Summary of the invention

According to one aspect of the present invention there is provided a method of analysing the structure of a sample comprising

(i) identifying a sample;

(ii) illuminating said sample with a pulse of a broad beam of electromagnetic radiation;

(iii) detecting at least one property of said beam subsequent to illuminating the sample; and

(iv) referencing said at least one property of the beam to derive structural information relating to the sample.

There is provided a method of analysing the structure of a sample. The method in particular enables the analysis of the three dimensional structure of a sample, including structural features of surfaces and layers of the sample.

In one preferred aspect, the sample is a solid dosage form such as a tablet or a capsule, such as of a pharmaceutical. In other aspects, the sample is in the form of a powder or suspension. In other aspects, the sample is a (e.g. pharmaceutical) dosage form within packaging (e.g. powdered medicament in a blister pack). In other aspects, the sample is another suitable sample for analysis including food, packaging and other solid or suspension forms. In embodiments, the method is employed to detect product defects including for example, tablet capping. The method may also be used to analyse (e.g. measure) the integrity and behaviour of multilayer tablets. Data obtained is characteristic of chemical and physical differences in the samples.

In embodiments, the method is used to analyse the thickness and/or packing of powders or suspensions (e.g. of medicament products, such as inhalable medicament products).

The method involves the step of identifying a sample for analysis. The identification of the sample is required only in order that the pulse of broad beam electromagnetic radiation may be suitably directed or aligned with the sample. Where the sample is one of many on a production line, the identification may involve identifying the sample pathway on the production line, again for suitable direction or aligning of the beam. In embodiments, the identifying step may involve the identification of a particular point of interest on the sample, which point of interest may, in embodiments, comprise all of the sample that is able to be illuminated by the beam, which may be the whole sample or a part of the sample, and which may depend on how the sample is presented to the beam.

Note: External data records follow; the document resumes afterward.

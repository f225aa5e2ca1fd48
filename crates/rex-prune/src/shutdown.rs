use std::future::Future;

use tokio::sync::watch;
use tokio::task::JoinSet;
use tracing::{debug, error};

/// Owner side of a one-shot cancellation.
#[derive(Debug)]
pub struct CancelToken {
    tx: watch::Sender<bool>,
}

/// Observer side of a [`CancelToken`]. Cheap to clone.
#[derive(Clone, Debug)]
pub struct CancelSignal {
    rx: watch::Receiver<bool>,
}

impl CancelToken {
    /// New, uncancelled token.
    pub fn new() -> Self {
        let (tx, _rx) = watch::channel(false);
        Self { tx }
    }

    /// New receiver for this token.
    pub fn signal(&self) -> CancelSignal {
        CancelSignal {
            rx: self.tx.subscribe(),
        }
    }

    /// Fire the token. Returns `true` only for the call that fired it.
    pub fn cancel(&self) -> bool {
        self.tx.send_if_modified(|cancelled| {
            if *cancelled {
                false
            } else {
                *cancelled = true;
                true
            }
        })
    }

    /// Whether `cancel` has been called.
    pub fn is_cancelled(&self) -> bool {
        *self.tx.borrow()
    }
}

impl Default for CancelToken {
    fn default() -> Self {
        Self::new()
    }
}

impl CancelSignal {
    /// Whether the token has been cancelled.
    pub fn is_cancelled(&self) -> bool {
        *self.rx.borrow()
    }

    /// Resolve once the token fires. A dropped token counts as fired.
    pub async fn cancelled(&mut self) {
        let _ = self.rx.wait_for(|cancelled| *cancelled).await;
    }
}

/// Join point for background tasks that must be fully stopped before the
/// resources they use are released.
#[derive(Debug, Default)]
pub struct ShutdownBarrier {
    tasks: JoinSet<()>,
}

impl ShutdownBarrier {
    /// Empty barrier.
    pub fn new() -> Self {
        Self::default()
    }

    /// Register and start a task.
    pub fn spawn<F>(&mut self, task: F)
    where
        F: Future<Output = ()> + Send + 'static,
    {
        self.tasks.spawn(task);
    }

    /// Tasks registered and not yet joined.
    pub fn len(&self) -> usize {
        self.tasks.len()
    }

    /// Whether no task is left to join.
    pub fn is_empty(&self) -> bool {
        self.tasks.is_empty()
    }

    /// Wait until every registered task has exited. Returns how many were
    /// joined. A task that panicked is logged and counted as stopped.
    pub async fn wait(&mut self) -> usize {
        let mut joined = 0;
        while let Some(result) = self.tasks.join_next().await {
            joined += 1;
            if let Err(e) = result {
                error!(error = %e, "background task did not exit cleanly");
            }
        }
        debug!(joined, "shutdown barrier released");
        joined
    }
}
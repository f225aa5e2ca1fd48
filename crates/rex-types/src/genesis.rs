use serde::{Deserialize, Serialize};

use crate::delta::Address;
use crate::digest::Digest;

/// Initial balance of one account at genesis.
#[derive(Clone, Debug, PartialEq, Eq, Serialize, Deserialize)]
pub struct GenesisAllocation {
    pub address: Address,
    pub balance: u64,
    #[serde(default)]
    pub comment: String,
}

/// Baseline network state imported into storage exactly once, before
/// round 0 is ingested.
#[derive(Clone, Debug, PartialEq, Eq, Serialize, Deserialize)]
pub struct GenesisDescriptor {
    pub network: String,
    pub allocations: Vec<GenesisAllocation>,
    pub timestamp: i64,
}

impl GenesisDescriptor {
    /// Genesis for `network` with a zero timestamp.
    pub fn new(network: impl Into<String>, allocations: Vec<GenesisAllocation>) -> Self {
        Self {
            network: network.into(),
            allocations,
            timestamp: 0,
        }
    }

    /// Identifying hash of this genesis, stable across processes.
    pub fn hash(&self) -> Digest {
        let mut parts: Vec<Vec<u8>> = vec![self.network.as_bytes().to_vec()];
        parts.push(self.timestamp.to_le_bytes().to_vec());
        for alloc in &self.allocations {
            parts.push(alloc.address.as_str().as_bytes().to_vec());
            parts.push(alloc.balance.to_le_bytes().to_vec());
        }
        let refs: Vec<&[u8]> = parts.iter().map(Vec::as_slice).collect();
        Digest::tagged("rex/genesis", &refs)
    }
}

#[cfg(test)]
mod tests {
    use super::*;

    fn sample() -> GenesisDescriptor {
        GenesisDescriptor::new(
            "testnet",
            vec![
                GenesisAllocation {
                    address: Address::new("A"),
                    balance: 100,
                    comment: "faucet".into(),
                },
                GenesisAllocation {
                    address: Address::new("B"),
                    balance: 50,
                    comment: String::new(),
                },
            ],
        )
    }

    #[test]
    fn hash_ignores_comments() {
        let a = sample();
        let mut b = sample();
        b.allocations[0].comment = "renamed".into();
        assert_eq!(a.hash(), b.hash());
    }

    #[test]
    fn hash_depends_on_network() {
        let a = sample();
        let mut b = sample();
        b.network = "mainnet".into();
        assert_ne!(a.hash(), b.hash());
    }

    #[test]
    fn comment_defaults_when_absent() {
        let json = r#"{"network":"n","allocations":[{"address":"A","balance":1}],"timestamp":0}"#;
        let g: GenesisDescriptor = serde_json::from_str(json).unwrap();
        assert_eq!(g.allocations[0].comment, "");
    }
}
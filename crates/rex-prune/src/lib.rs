//! Retention pruning for the round exporter.
//!
//! A pruning task runs next to ingestion, watches the live round counter,
//! and deletes rounds that fall outside the retention window. This crate
//! defines the coordination contract the exporter relies on:
//!
//! - [`PruningTask`] -- starts the background work inside a [`ShutdownBarrier`]
//! - [`CancelToken`] / [`CancelSignal`] -- one-shot cancellation
//! - [`RetentionPolicy`] -- window size and pass frequency
//!
//! [`RetentionPruner`] is the default delete loop.

pub mod policy;
pub mod pruner;
pub mod shutdown;
pub mod task;

pub use policy::RetentionPolicy;
pub use pruner::RetentionPruner;
pub use shutdown::{CancelSignal, CancelToken, ShutdownBarrier};
pub use task::{PruneContext, PruningTask};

The method involves the step of illuminating the sample with a pulse of broad beam electromagnetic radiation. The width of the broad beam is selected in part by reference to the sample and of any point of interest thereon. Suitably the beam width is comparable to one or more dimensions of the sample itself. The optimal beam width will be determined by what features are to be measured and the effect of surface curvature. Beam width may be controlled by optical setup of the detecting apparatus including for example, focus point, and optical F-number etc. The exact beam width for a particular sample type would be determined by investigation.

In embodiments, the width of the broad beam is comparable (e.g. approximately equal to) to that of a dimension of interest (e.g. width, length, diameter) of the sample, which may in embodiments be the maximum dimension thereof. Thus, the width of the broad beam is typically from 10 to 200%, particularly from 30 to 150%, such as from 80 to 120% of the relevant dimension (e.g. the maximum dimension) of the sample. Thus, for example if the sample to be analysed is a tablet of diameter 10mm, the beam may itself have a beam width of from 1 mm to up to 20mm, particularly from 3mm to 15mm, such as from 8 to 12mm. Such broad beam width compares to the narrow beams used in 3D-mapping methods, in which narrowly- focused beams are employed.

In embodiments, the width of the broad beam is selected such that the whole of a position of interest on the sample is illuminated thereby. In embodiments, that position of interest corresponds to the whole area of the sample that is accessible to illumination. That is to say, the whole of an area of a sample that may be illuminated by addressing the pulse of broad beam electromagnetic radiation thereat, and which thus, does not lie in the shadow of that broad beam.

The properties of the pulse of the broad beam electromagnetic radiation, including pulse width and pulse intensity, may be selected by reference to the sample to be analysed. Typically, the present method utilises a short illumination pulse.

In embodiments, only a single pulse of the broad beam electromagnetic radiation is employed to characterise the sample structure in the beam illumination area. If this is the only sample structure required to be characterised (or the whole sample is illuminated by the beam), then the sample as a whole is characterised (e.g. pass or fail) from that single pulse. If another sample structure of the same sample is required to be characterised, then another (i.e. a second) pulse of broad beam electromagnetic radiation may also be employed. However, a single pulse of broad beam electromagnetic radiation to characterise a sample as a whole is preferred. Thus, analysis is by means of a broad pulse, as compared to prior art beam mapping methods, which employ multiple narrow pulse measurements collated in mapped (e.g. mapped-out grid) fashion to analyse the overall structural characteristics of the sample.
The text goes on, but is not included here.